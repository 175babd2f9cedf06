use sea_orm::entity::prelude::*;

#[derive(Clone, Debug, PartialEq, DeriveEntityModel)]
#[sea_orm(table_name = "item_requests")]
pub struct Model {
    #[sea_orm(primary_key, auto_increment = false)]
    pub id: String,
    pub requestor_name: String,
    pub item_requested: String,

    // Epoch milliseconds
    pub created_date: i64,
    pub last_edited_date: i64,

    // Always one of the RequestStatus values; only written via RequestStatus::as_str()
    pub status: String,
}

#[derive(Copy, Clone, Debug, EnumIter, DeriveRelation)]
pub enum Relation {}

impl ActiveModelBehavior for ActiveModel {}
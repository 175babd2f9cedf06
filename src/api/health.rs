use crate::types::dto::common::HealthResponse;
use chrono::Utc;
use poem_openapi::{payload::Json, OpenApi, Tags};

/// Health check API
pub struct HealthApi;

/// API tags for health endpoints
#[derive(Tags)]
enum ApiTags {
    /// Health check endpoints
    Health,
}

#[OpenApi]
impl HealthApi {
    /// Health check endpoint
    ///
    /// Returns the current status of the API service
    #[oai(path = "/health", method = "get", tag = "ApiTags::Health")]
    async fn health(&self) -> Json<HealthResponse> {
        Json(HealthResponse {
            status: "healthy".to_string(),
            timestamp: Utc::now().to_rfc3339(),
        })
    }
}
use thiserror::Error;

#[derive(Error, Debug)]
pub enum ItemRequestError {
    #[error("Item request not found: {0}")]
    NotFound(String),
}
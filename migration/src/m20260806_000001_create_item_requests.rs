use sea_orm_migration::prelude::*;

#[derive(DeriveMigrationName)]
pub struct Migration;

#[async_trait::async_trait]
impl MigrationTrait for Migration {
    async fn up(&self, manager: &SchemaManager) -> Result<(), DbErr> {
        // Create item_requests table
        manager
            .create_table(
                Table::create()
                    .table(ItemRequests::Table)
                    .if_not_exists()
                    .col(
                        ColumnDef::new(ItemRequests::Id)
                            .string()
                            .not_null()
                            .primary_key(),
                    )
                    .col(
                        ColumnDef::new(ItemRequests::RequestorName)
                            .string()
                            .not_null(),
                    )
                    .col(
                        ColumnDef::new(ItemRequests::ItemRequested)
                            .string()
                            .not_null(),
                    )
                    .col(
                        ColumnDef::new(ItemRequests::CreatedDate)
                            .big_integer()
                            .not_null(),
                    )
                    .col(
                        ColumnDef::new(ItemRequests::LastEditedDate)
                            .big_integer()
                            .not_null(),
                    )
                    .col(
                        ColumnDef::new(ItemRequests::Status)
                            .string()
                            .not_null(),
                    )
                    .to_owned(),
            )
            .await?;

        // Listing sorts by created_date, newest first
        manager
            .create_index(
                Index::create()
                    .if_not_exists()
                    .name("idx_item_requests_created_date")
                    .table(ItemRequests::Table)
                    .col(ItemRequests::CreatedDate)
                    .to_owned(),
            )
            .await?;

        manager
            .create_index(
                Index::create()
                    .if_not_exists()
                    .name("idx_item_requests_status")
                    .table(ItemRequests::Table)
                    .col(ItemRequests::Status)
                    .to_owned(),
            )
            .await
    }

    async fn down(&self, manager: &SchemaManager) -> Result<(), DbErr> {
        manager
            .drop_table(Table::drop().table(ItemRequests::Table).to_owned())
            .await
    }
}

#[derive(DeriveIden)]
enum ItemRequests {
    Table,
    Id,
    RequestorName,
    ItemRequested,
    CreatedDate,
    LastEditedDate,
    Status,
}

....................

▸ **Prompt**:
Go through the listing above, and whenever a line holds the word "Result", copy it.

▸ **Output**:
    async fn up(&self, manager: &SchemaManager) -> Result<(), DbErr> {
    async fn down(&self, manager: &SchemaManager) -> Result<(), DbErr> {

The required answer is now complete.